### Data supplied

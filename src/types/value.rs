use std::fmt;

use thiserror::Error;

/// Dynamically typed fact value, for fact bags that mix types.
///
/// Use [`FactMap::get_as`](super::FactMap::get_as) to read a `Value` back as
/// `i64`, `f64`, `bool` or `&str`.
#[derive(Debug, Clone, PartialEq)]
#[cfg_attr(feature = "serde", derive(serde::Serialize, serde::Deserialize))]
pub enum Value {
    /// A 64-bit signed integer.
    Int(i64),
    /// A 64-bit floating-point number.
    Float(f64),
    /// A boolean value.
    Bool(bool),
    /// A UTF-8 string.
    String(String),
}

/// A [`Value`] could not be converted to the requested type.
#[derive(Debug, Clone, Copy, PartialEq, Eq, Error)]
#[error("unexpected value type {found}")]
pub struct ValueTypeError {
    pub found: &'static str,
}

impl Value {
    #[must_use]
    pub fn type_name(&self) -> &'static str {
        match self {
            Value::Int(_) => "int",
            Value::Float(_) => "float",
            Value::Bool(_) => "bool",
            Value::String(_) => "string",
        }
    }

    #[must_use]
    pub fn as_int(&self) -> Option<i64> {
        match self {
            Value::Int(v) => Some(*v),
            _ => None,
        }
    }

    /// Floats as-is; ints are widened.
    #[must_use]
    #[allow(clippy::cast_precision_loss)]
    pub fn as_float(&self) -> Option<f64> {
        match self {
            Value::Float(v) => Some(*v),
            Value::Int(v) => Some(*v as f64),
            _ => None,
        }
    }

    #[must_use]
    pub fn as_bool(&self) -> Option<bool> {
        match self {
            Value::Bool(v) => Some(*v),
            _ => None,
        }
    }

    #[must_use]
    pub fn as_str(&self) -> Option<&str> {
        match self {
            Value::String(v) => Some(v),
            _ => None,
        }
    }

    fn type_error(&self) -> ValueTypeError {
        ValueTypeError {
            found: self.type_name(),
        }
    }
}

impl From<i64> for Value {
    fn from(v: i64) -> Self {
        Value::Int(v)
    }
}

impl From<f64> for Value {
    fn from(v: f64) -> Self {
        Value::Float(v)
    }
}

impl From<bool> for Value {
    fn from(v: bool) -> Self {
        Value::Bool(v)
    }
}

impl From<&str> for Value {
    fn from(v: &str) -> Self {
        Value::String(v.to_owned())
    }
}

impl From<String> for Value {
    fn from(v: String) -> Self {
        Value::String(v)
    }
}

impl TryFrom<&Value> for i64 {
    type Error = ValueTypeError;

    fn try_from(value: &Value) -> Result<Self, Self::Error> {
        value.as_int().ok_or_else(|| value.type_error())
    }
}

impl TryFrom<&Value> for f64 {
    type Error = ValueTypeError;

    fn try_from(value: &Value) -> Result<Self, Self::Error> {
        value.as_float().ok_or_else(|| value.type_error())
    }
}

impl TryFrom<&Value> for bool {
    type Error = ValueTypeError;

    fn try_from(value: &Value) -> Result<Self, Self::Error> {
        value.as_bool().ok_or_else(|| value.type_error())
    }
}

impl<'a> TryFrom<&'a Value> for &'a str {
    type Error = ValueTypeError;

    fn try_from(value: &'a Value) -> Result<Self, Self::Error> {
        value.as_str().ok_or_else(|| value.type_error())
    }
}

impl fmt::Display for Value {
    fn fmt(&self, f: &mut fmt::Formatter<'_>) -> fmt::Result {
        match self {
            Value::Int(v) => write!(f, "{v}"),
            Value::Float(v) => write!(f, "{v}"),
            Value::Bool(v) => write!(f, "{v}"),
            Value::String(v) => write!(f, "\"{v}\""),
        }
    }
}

### Your instructions
What lines in the entries contain "PartialEq"? Report each one by copying it.

### Expected answer
#[derive(Debug, Clone, PartialEq)]
#[derive(Debug, Clone, Copy, PartialEq, Eq, Error)]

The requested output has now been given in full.